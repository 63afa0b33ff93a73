//! Multi-patch B-spline and NURBS patches for isogeometric analysis.
//!
//! Patches ([`patch::Patch`]) carry a tensor-product B-spline space, rational control points and
//! any number of fields over the same space. A [`multipatch::MultiPatch`] joins patches through
//! mirrored interfaces and assigns a conforming global numbering to their basis functions.
//! Knot insertion and degree elevation ([`refinement`]) propagate through the interface graph so
//! that shared boundaries stay conforming. Analysis entities are produced through Bezier
//! extraction ([`cells`], [`geometry`], [`model_part`]).
pub mod cells;
pub mod control;
pub mod error;
pub mod geometry;
pub mod grid_function;
pub mod interface;
pub mod model_part;
pub mod multipatch;
pub mod patch;
pub mod patch_utility;
pub mod procedural;
pub mod refinement;
pub mod space;
pub mod util;

#[cfg(feature = "proptest")]
pub mod proptest;

pub extern crate nalgebra;
pub extern crate nalgebra_sparse;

________

Read the listing. Copy each line that has the word "crate" in it.

pub extern crate nalgebra;
pub extern crate nalgebra_sparse;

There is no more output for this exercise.